Important OTUs driving the ordination are indicated with an arrow, with arrow length proportional to effect size and arrow direction reflecting association with those samples. A. Bray-Curtis ordination of samples categorized by associated environment (mussel vs. seston). B. Bray-Curtis ordination of mussel samples only. Species are represented by shape and sites are represented by colors. C. Bray-Curtis ordination of seston samples only. Sites are represented by colors.
Table 1.
Pairwise species and site comparisons for gut microbiomes of freshwater mussels collected from six sites in the Sipsey River, AL, USA.
Microbiome comparisons were based on the Bray-Curtis dissimilarity metric. Mussel species are Cyclonaias asperata, Fusconaia cerina, Lampsilis ornata, and Obovaria unicolor and the six sites cover a ~50 km stretch of the river, numbered from upstream to downstream. P-values come from a PERMANOVA comparing bacterial community composition by host mussel species and by site. The test excluded seston samples which were significantly different from each mussel species at each site (p <0.01 for all). The R package pairwiseAdonis was used to perform a post-hoc test to determine which pairwise combinations of species and site were significant. Adjusted p-values of this post-hoc test are displayed below.
Fig 6.
A constrained principal coordinates analysis (CAP) of 16S rRNA bacterial microbiome data collected from the mussel species Cyclonaias asperata, Fusconaia cerina, Lampsilis ornata, and Obovaria unicolor as well as seston from the Sipsey River, AL, USA.

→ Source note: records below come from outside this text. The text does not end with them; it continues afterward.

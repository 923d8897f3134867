use crate::registry::SchemaRegistry;
use crate::safety::{find_comment_marker, find_disallowed_keyword};

const MAX_ALIAS_LEN: usize = 64;

/// Double-quotes a single identifier.
pub fn quote_ident(name: &str) -> String {
    format!("\"{}\"", name.replace('"', "\"\""))
}

/// Quotes each dot-separated part of a table key (`schema.table`).
pub fn quote_table(table_key: &str) -> String {
    table_key
        .split('.')
        .map(quote_ident)
        .collect::<Vec<_>>()
        .join(".")
}

/// Identifiers are emitted verbatim inside quotes, so anything the validator
/// would reject in raw text is unusable.
pub fn is_emittable(name: &str) -> bool {
    !name.trim().is_empty()
        && !name.contains(['"', ';'])
        && !name.chars().any(char::is_control)
        && find_comment_marker(name).is_none()
        && find_disallowed_keyword(name).is_none()
}

/// Table key to alias mapping in join order; the primary table is `t0`.
#[derive(Debug, Clone, Default)]
pub struct AliasMap {
    entries: Vec<(String, String)>,
}

impl AliasMap {
    pub fn with_primary(table: &str) -> Self {
        Self {
            entries: vec![(table.to_string(), "t0".to_string())],
        }
    }

    pub fn alias(&self, table: &str) -> Option<&str> {
        self.entries
            .iter()
            .find(|(key, _)| key == table)
            .map(|(_, alias)| alias.as_str())
    }

    pub fn contains(&self, table: &str) -> bool {
        self.alias(table).is_some()
    }

    /// Assigns the next `tN` alias, or returns the existing one.
    pub fn insert(&mut self, table: &str) -> String {
        if let Some(existing) = self.alias(table) {
            return existing.to_string();
        }
        let alias = format!("t{}", self.entries.len());
        self.entries.push((table.to_string(), alias.clone()));
        alias
    }

    pub fn tables(&self) -> impl Iterator<Item = &str> {
        self.entries.iter().map(|(table, _)| table.as_str())
    }

    pub fn primary(&self) -> &str {
        self.entries
            .first()
            .map(|(table, _)| table.as_str())
            .unwrap_or_default()
    }
}

#[derive(Debug, Clone, PartialEq, Eq)]
pub struct ColumnRef {
    pub table: String,
    /// Registry spelling of the column; also its output alias.
    pub column: String,
    /// Qualified expression, e.g. `t0."amount"`.
    pub expr: String,
}

/// Resolves `table.column` (table keys may themselves contain dots) or a bare
/// column name against the joined tables. Bare names match
/// case-insensitively, first joined table wins. A qualified reference whose
/// prefix is not a joined table key is not guessed at.
pub fn resolve_column(
    field: &str,
    aliases: &AliasMap,
    registry: &SchemaRegistry,
) -> Option<ColumnRef> {
    let field = field.trim();
    if field.is_empty() {
        return None;
    }

    let candidates: Vec<(&str, &str)> = match field.rsplit_once('.') {
        Some((table, column)) => {
            if !aliases.contains(table) {
                return None;
            }
            vec![(table, column)]
        }
        None => aliases.tables().map(|table| (table, field)).collect(),
    };

    candidates.into_iter().find_map(|(table, column)| {
        let alias = aliases.alias(table)?;
        let name = registry.find_column_ci(table, column)?;
        if !is_emittable(name) {
            return None;
        }
        Some(ColumnRef {
            table: table.to_string(),
            column: name.to_string(),
            expr: format!("{alias}.{}", quote_ident(name)),
        })
    })
}

/// Output alias for a metric: `[A-Za-z0-9 _-]` only, whitespace collapsed,
/// at most 64 characters, `metric` when nothing survives. Words that the
/// validator blocks get a trailing underscore.
pub fn safe_alias(name: &str) -> String {
    let kept: String = name
        .chars()
        .filter(|c| c.is_ascii_alphanumeric() || matches!(c, ' ' | '_' | '-'))
        .collect();

    let mut collapsed = String::with_capacity(kept.len());
    for ch in kept.split_whitespace().collect::<Vec<_>>().join(" ").chars() {
        if ch == '-' && collapsed.ends_with('-') {
            continue;
        }
        collapsed.push(ch);
    }

    // Truncation can expose a blocked word ("creates" -> "create"), so guard
    // after cutting and shrink the cut until the guarded form fits.
    let mut limit = MAX_ALIAS_LEN;
    let alias = loop {
        let cut: String = collapsed.chars().take(limit).collect();
        let guarded = guard_words(cut.trim());
        if guarded.len() <= MAX_ALIAS_LEN || limit == 0 {
            break guarded;
        }
        limit = limit.saturating_sub(guarded.len() - MAX_ALIAS_LEN);
    };

    if alias.is_empty() {
        "metric".to_string()
    } else {
        alias
    }
}

fn guard_words(alias: &str) -> String {
    alias
        .split(' ')
        .map(|word| {
            word.split('-')
                .map(|part| {
                    if find_disallowed_keyword(part).is_some() {
                        format!("{part}_")
                    } else {
                        part.to_string()
                    }
                })
                .collect::<Vec<_>>()
                .join("-")
        })
        .collect::<Vec<_>>()
        .join(" ")
}

#[derive(Debug, Clone, Copy, PartialEq, Eq)]
pub enum Aggregate {
    Sum,
    Avg,
    Min,
    Max,
    Count,
    CountDistinct,
}

impl Aggregate {
    pub fn parse(raw: &str) -> Option<Self> {
        match raw.trim().to_ascii_lowercase().as_str() {
            "sum" => Some(Aggregate::Sum),
            "avg" | "mean" | "average" => Some(Aggregate::Avg),
            "min" => Some(Aggregate::Min),
            "max" => Some(Aggregate::Max),
            "count" => Some(Aggregate::Count),
            "count_distinct" | "countdistinct" | "distinct_count" => Some(Aggregate::CountDistinct),
            _ => None,
        }
    }

    pub fn needs_field(self) -> bool {
        !matches!(self, Aggregate::Count)
    }

    /// `COUNT` ignores its field and counts rows.
    pub fn render(self, expr: &str) -> String {
        match self {
            Aggregate::Sum => format!("SUM({expr})"),
            Aggregate::Avg => format!("AVG({expr})"),
            Aggregate::Min => format!("MIN({expr})"),
            Aggregate::Max => format!("MAX({expr})"),
            Aggregate::Count => "COUNT(1)".to_string(),
            Aggregate::CountDistinct => format!("COUNT(DISTINCT {expr})"),
        }
    }
}
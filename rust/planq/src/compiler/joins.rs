use super::columns::{quote_ident, quote_table, AliasMap};
use crate::models::Join;
use crate::registry::SchemaRegistry;

#[derive(Debug, Clone, Copy, PartialEq, Eq)]
enum JoinKind {
    Inner,
    Left,
    Right,
    Full,
}

impl JoinKind {
    fn parse(raw: &str) -> Option<Self> {
        let normalized = raw.trim().to_ascii_uppercase();
        let normalized = normalized
            .strip_suffix(" JOIN")
            .unwrap_or(&normalized)
            .trim();
        let normalized = normalized.strip_suffix(" OUTER").unwrap_or(normalized);
        match normalized {
            "INNER" => Some(JoinKind::Inner),
            "LEFT" => Some(JoinKind::Left),
            "RIGHT" => Some(JoinKind::Right),
            "FULL" => Some(JoinKind::Full),
            _ => None,
        }
    }

    /// The same join seen from the other side.
    fn mirrored(self) -> Self {
        match self {
            JoinKind::Left => JoinKind::Right,
            JoinKind::Right => JoinKind::Left,
            other => other,
        }
    }

    fn as_sql(self) -> &'static str {
        match self {
            JoinKind::Inner => "INNER JOIN",
            JoinKind::Left => "LEFT JOIN",
            JoinKind::Right => "RIGHT JOIN",
            JoinKind::Full => "FULL JOIN",
        }
    }
}

struct Candidate {
    left_table: String,
    right_table: String,
    left_key: String,
    right_key: String,
    kind: JoinKind,
}

impl Candidate {
    fn label(&self) -> String {
        format!(
            "{}.{} = {}.{}",
            self.left_table, self.left_key, self.right_table, self.right_key
        )
    }
}

/// Builds the FROM graph rooted at `primary`. Each emitted join attaches
/// exactly one new table to the tables already joined; joins are retried until
/// no more progress is possible.
pub(super) fn build_join_graph(
    primary: &str,
    resolved: &[String],
    joins: &[Join],
    registry: &SchemaRegistry,
    diagnostics: &mut Vec<String>,
) -> (AliasMap, Vec<String>) {
    let mut aliases = AliasMap::with_primary(primary);
    let mut clauses = Vec::new();
    let mut pending = Vec::new();

    for join in joins {
        let label = format!(
            "{}.{} = {}.{}",
            join.left_table, join.left_key, join.right_table, join.right_key
        );
        if !resolved.contains(&join.left_table) || !resolved.contains(&join.right_table) {
            diagnostics.push(format!("dropped join {label}: table not in the resolved set"));
            continue;
        }
        if join.left_table == join.right_table {
            diagnostics.push(format!("dropped join {label}: self joins are not supported"));
            continue;
        }
        let (Some(left_key), Some(right_key)) = (
            registry.find_column_ci(&join.left_table, &join.left_key),
            registry.find_column_ci(&join.right_table, &join.right_key),
        ) else {
            diagnostics.push(format!("dropped join {label}: join column not in registry"));
            continue;
        };
        if !super::columns::is_emittable(left_key) || !super::columns::is_emittable(right_key) {
            diagnostics.push(format!("dropped join {label}: join column name is not usable"));
            continue;
        }
        let kind = JoinKind::parse(&join.join_type).unwrap_or_else(|| {
            diagnostics.push(format!(
                "join {label}: unknown join type '{}', using LEFT",
                join.join_type
            ));
            JoinKind::Left
        });
        pending.push(Candidate {
            left_table: join.left_table.clone(),
            right_table: join.right_table.clone(),
            left_key: left_key.to_string(),
            right_key: right_key.to_string(),
            kind,
        });
    }

    loop {
        let before = pending.len();
        pending.retain(|candidate| {
            let left_in = aliases.contains(&candidate.left_table);
            let right_in = aliases.contains(&candidate.right_table);
            match (left_in, right_in) {
                (true, true) => {
                    diagnostics.push(format!(
                        "dropped join {}: both tables are already joined",
                        candidate.label()
                    ));
                    false
                }
                (true, false) => {
                    let left_alias = aliases.alias(&candidate.left_table).unwrap_or("t0").to_string();
                    let right_alias = aliases.insert(&candidate.right_table);
                    clauses.push(format!(
                        "{} {} AS {right_alias} ON {left_alias}.{} = {right_alias}.{}",
                        candidate.kind.as_sql(),
                        quote_table(&candidate.right_table),
                        quote_ident(&candidate.left_key),
                        quote_ident(&candidate.right_key),
                    ));
                    false
                }
                (false, true) => {
                    let right_alias = aliases.alias(&candidate.right_table).unwrap_or("t0").to_string();
                    let left_alias = aliases.insert(&candidate.left_table);
                    clauses.push(format!(
                        "{} {} AS {left_alias} ON {left_alias}.{} = {right_alias}.{}",
                        candidate.kind.mirrored().as_sql(),
                        quote_table(&candidate.left_table),
                        quote_ident(&candidate.left_key),
                        quote_ident(&candidate.right_key),
                    ));
                    false
                }
                (false, false) => true,
            }
        });
        if pending.is_empty() || pending.len() == before {
            break;
        }
    }

    for candidate in pending {
        diagnostics.push(format!(
            "dropped join {}: not connected to {primary}",
            candidate.label()
        ));
    }

    for table in resolved {
        if !aliases.contains(table) {
            diagnostics.push(format!("table {table} is not connected by any join; ignored"));
        }
    }

    (aliases, clauses)
}
use crate::collab::planner::filter_tables;
use crate::collab::Intent;
use crate::models::{PlanPatch, QueryPlan};
use crate::registry::SchemaRegistry;
use serde::{Deserialize, Serialize};
use serde_json::{json, Value};

pub const REVIEW_MODE: &str = "E_HUMAN_REVIEW";

const INSTRUCTIONS: [&str; 3] = [
    "Approve or edit only what you want changed.",
    "If you remove tables, make sure joins and metrics still make sense.",
    "Edits must be explicit; unstated changes are never inferred.",
];

const EDITABLE_FIELDS: [&str; 16] = [
    "allowed_tables",
    "large_mode",
    "plan.tables",
    "plan.joins",
    "plan.metrics",
    "plan.dimensions",
    "plan.filters",
    "plan.time_field",
    "plan.time_granularity",
    "plan.time_range",
    "plan.order_by",
    "plan.aggregation",
    "plan.group_by",
    "plan.query_cost_risk",
    "plan.visuals",
    "plan.notes",
];

/// What a halted run hands back to the caller.
#[derive(Debug, Clone, Serialize, Deserialize, PartialEq)]
pub struct ReviewPacket {
    pub mode: String,
    pub instructions: Vec<String>,
    pub current_allowed_tables: Vec<String>,
    pub proposed_plan: QueryPlan,
    pub intent: Intent,
    pub editable_fields: Vec<String>,
    pub edit_schema: Value,
}

impl ReviewPacket {
    pub fn new(plan: &QueryPlan, intent: &Intent, allowed_tables: &[String]) -> Self {
        Self {
            mode: REVIEW_MODE.to_string(),
            instructions: INSTRUCTIONS.iter().map(|s| s.to_string()).collect(),
            current_allowed_tables: allowed_tables.to_vec(),
            proposed_plan: plan.clone(),
            intent: intent.clone(),
            editable_fields: EDITABLE_FIELDS.iter().map(|s| s.to_string()).collect(),
            edit_schema: json!({
                "allowed_tables": "list[str] (subset of available tables)",
                "plan": "object (same shape as proposed_plan; only present fields are applied)",
                "large_mode": "bool",
            }),
        }
    }
}

/// Explicit human edits; absent fields leave the run untouched.
#[derive(Debug, Clone, Default, Serialize, Deserialize, PartialEq)]
#[serde(default)]
pub struct ReviewEdits {
    #[serde(skip_serializing_if = "Option::is_none")]
    pub allowed_tables: Option<Vec<String>>,
    #[serde(skip_serializing_if = "Option::is_none")]
    pub plan: Option<PlanPatch>,
    #[serde(skip_serializing_if = "Option::is_none")]
    pub large_mode: Option<bool>,
}

#[derive(Debug, Clone, Serialize, Deserialize, PartialEq)]
pub struct AppliedReview {
    pub ok: bool,
    pub allowed_tables: Vec<String>,
    pub plan: QueryPlan,
    pub applied_fields: Vec<String>,
    #[serde(default, skip_serializing_if = "Vec::is_empty")]
    pub dropped_tables: Vec<String>,
}

impl ReviewEdits {
    /// Applies the edits and revalidates plan tables against the registry
    /// and the resulting allowlist.
    pub fn apply(
        self,
        mut plan: QueryPlan,
        allowed_tables: Vec<String>,
        registry: &SchemaRegistry,
    ) -> AppliedReview {
        let mut applied_fields = Vec::new();

        let allowed_tables = match self.allowed_tables {
            Some(tables) => {
                applied_fields.push("allowed_tables".to_string());
                tables
            }
            None => allowed_tables,
        };
        if let Some(patch) = self.plan {
            applied_fields.extend(
                plan.apply_patch(patch)
                    .into_iter()
                    .map(|field| format!("plan.{field}")),
            );
        }
        if let Some(large_mode) = self.large_mode {
            plan.large_mode = large_mode;
            applied_fields.push("large_mode".to_string());
        }

        let kept = filter_tables(registry, &plan.tables, &allowed_tables);
        let dropped_tables = plan
            .tables
            .iter()
            .filter(|t| !kept.contains(*t))
            .cloned()
            .collect();
        plan.tables = kept;

        AppliedReview {
            ok: true,
            allowed_tables,
            plan,
            applied_fields,
            dropped_tables,
        }
    }
}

Bray-Curtis dissimilarity was used to separate samples by site differences in physicochemical parameters. Three measurements of each environmental parameter were recorded between June 9 and September 28, 2016. CAP identified surface water ammonium, porewater ammonium, surface phosphate, pore phosphate, and surface nitrite as the most critical factors of all the measured parameters and those factors were retained in a reduced model. Surface measurements were collected from the flowing water body and pore measurements were taken from pore water. A. Within the mussel gut samples, these physicochemical parameters explained very little variability, combining 7.9% across each of the first two axes. B. Within the seston samples, environmental chemistry explained 44.5% of bacterial compositional differences across the two axes.
Table 2.
Physicochemical data from six sites along the Sipsey River, AL, USA.
“Surface” measurements reflect readings from the water column and “pore” reflects porewater readings. Sites are ordered moving downstream and the distance from the first site is noted. Three measurements of each environmental parameter were recorded between June 9 and September 28, 2016. Data shown reflects the means of these three measurements and the standard error.